» **What to produce**: Copy each line containing the word "this" from the records that follow, please.

====== The records

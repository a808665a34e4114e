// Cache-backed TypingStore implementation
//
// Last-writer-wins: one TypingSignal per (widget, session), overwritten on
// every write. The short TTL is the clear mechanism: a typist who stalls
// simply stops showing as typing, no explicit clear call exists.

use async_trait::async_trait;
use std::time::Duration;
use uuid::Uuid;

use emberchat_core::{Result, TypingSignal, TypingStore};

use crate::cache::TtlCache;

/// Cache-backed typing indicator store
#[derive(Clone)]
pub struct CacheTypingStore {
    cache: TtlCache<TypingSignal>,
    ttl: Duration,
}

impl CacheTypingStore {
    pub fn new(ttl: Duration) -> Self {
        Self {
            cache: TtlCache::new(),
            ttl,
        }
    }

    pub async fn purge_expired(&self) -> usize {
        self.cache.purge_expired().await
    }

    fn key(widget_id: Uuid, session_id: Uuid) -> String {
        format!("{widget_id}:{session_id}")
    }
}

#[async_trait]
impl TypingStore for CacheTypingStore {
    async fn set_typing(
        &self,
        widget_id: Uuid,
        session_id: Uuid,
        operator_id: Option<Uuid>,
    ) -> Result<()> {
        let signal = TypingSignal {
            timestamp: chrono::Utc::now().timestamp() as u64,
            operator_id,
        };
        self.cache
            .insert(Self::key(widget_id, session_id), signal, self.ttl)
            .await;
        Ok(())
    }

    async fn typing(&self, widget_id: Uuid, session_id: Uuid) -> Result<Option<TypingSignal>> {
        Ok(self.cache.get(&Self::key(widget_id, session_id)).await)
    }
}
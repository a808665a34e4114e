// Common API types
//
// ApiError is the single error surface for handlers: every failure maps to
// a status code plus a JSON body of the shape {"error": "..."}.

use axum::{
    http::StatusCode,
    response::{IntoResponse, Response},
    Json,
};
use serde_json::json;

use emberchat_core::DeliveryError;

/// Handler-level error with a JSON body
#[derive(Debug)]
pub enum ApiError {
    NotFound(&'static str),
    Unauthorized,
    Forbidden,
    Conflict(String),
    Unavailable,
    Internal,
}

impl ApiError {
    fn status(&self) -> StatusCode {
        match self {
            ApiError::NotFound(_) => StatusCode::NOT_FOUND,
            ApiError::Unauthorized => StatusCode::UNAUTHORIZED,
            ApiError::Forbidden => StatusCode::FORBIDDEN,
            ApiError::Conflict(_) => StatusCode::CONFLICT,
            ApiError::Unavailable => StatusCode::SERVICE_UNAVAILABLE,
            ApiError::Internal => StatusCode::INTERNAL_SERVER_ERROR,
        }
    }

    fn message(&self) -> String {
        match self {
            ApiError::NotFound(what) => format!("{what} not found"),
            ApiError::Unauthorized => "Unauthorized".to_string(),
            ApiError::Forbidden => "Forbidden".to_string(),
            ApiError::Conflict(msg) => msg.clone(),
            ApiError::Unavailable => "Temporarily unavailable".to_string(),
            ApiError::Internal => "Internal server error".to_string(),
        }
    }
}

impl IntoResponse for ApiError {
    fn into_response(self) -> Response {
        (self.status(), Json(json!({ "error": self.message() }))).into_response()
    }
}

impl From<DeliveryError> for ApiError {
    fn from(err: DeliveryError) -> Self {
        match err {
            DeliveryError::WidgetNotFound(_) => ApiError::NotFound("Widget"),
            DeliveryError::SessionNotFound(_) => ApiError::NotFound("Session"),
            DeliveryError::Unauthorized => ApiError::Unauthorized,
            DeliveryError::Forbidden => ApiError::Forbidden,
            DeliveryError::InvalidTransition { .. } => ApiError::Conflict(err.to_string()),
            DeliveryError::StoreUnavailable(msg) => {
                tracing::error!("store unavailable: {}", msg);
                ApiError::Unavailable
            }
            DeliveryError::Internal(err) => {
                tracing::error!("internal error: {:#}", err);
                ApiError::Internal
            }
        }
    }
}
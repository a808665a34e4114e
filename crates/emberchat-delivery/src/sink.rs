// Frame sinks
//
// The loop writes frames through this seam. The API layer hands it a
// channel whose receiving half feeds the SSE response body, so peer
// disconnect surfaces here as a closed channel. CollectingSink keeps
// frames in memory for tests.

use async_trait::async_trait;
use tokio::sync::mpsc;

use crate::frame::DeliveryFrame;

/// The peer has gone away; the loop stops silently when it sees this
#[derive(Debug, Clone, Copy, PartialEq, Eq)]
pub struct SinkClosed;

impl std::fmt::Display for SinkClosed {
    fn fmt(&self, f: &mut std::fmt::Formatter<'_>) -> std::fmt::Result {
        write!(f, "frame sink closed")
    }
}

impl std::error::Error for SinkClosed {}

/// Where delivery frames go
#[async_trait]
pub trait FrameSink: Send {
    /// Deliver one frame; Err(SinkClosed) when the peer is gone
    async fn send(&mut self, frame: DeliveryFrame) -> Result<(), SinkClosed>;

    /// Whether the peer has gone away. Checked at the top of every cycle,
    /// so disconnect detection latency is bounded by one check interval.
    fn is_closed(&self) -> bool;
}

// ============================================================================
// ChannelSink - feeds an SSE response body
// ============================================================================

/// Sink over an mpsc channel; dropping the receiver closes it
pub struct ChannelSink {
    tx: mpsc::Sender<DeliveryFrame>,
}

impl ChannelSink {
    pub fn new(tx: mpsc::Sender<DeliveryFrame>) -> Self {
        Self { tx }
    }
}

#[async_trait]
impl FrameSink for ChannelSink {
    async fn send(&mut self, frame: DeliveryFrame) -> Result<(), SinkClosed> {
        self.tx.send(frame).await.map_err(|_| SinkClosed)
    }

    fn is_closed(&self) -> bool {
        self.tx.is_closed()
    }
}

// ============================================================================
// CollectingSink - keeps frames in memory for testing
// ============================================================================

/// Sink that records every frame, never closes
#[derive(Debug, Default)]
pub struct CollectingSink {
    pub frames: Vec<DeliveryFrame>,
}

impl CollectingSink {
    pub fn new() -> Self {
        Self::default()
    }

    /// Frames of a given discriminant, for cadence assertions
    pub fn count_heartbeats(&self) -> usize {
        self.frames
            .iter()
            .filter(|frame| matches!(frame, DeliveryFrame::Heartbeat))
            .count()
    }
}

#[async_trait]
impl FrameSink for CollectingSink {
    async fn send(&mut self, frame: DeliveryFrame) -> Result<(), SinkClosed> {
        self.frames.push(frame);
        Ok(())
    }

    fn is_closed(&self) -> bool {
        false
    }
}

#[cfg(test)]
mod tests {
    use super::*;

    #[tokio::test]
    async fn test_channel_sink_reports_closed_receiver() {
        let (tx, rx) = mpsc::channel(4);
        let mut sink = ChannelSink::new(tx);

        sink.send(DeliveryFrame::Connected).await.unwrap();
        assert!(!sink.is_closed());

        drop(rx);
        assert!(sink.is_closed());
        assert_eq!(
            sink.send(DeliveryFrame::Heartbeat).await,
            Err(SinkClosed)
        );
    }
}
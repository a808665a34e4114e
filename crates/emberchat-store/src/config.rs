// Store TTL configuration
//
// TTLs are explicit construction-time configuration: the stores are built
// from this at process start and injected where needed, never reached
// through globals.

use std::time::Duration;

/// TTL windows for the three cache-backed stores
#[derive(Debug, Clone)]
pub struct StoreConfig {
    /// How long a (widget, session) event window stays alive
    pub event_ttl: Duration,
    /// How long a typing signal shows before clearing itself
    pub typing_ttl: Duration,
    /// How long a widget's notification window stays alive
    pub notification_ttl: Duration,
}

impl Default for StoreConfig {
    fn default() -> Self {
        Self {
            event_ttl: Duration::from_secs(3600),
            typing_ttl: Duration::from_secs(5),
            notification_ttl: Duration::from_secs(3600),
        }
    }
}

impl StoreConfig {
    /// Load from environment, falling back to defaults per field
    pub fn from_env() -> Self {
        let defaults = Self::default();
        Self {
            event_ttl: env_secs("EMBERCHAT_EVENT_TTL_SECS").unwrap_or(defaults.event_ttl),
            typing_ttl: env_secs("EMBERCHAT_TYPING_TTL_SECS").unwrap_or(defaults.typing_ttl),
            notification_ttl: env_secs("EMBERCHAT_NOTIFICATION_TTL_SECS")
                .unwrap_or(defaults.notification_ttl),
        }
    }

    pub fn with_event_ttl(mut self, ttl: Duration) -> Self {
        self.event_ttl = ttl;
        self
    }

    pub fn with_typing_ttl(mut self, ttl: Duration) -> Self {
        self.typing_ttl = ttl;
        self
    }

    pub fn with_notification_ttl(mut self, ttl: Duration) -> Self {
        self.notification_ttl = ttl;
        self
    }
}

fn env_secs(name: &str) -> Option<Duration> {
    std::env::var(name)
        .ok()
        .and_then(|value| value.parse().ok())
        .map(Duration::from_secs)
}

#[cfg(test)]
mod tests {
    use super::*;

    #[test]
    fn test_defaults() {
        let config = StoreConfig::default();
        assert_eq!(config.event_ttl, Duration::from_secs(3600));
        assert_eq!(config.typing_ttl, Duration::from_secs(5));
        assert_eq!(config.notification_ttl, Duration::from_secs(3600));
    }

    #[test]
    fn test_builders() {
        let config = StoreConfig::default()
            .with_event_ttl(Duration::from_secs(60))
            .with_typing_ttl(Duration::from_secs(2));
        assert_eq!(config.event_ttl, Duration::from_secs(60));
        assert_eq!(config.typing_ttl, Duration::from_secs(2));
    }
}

============

» **Expected answer**:
// The loop writes frames through this seam. The API layer hands it a
/// The peer has gone away; the loop stops silently when it sees this
// from this at process start and injected where needed, never reached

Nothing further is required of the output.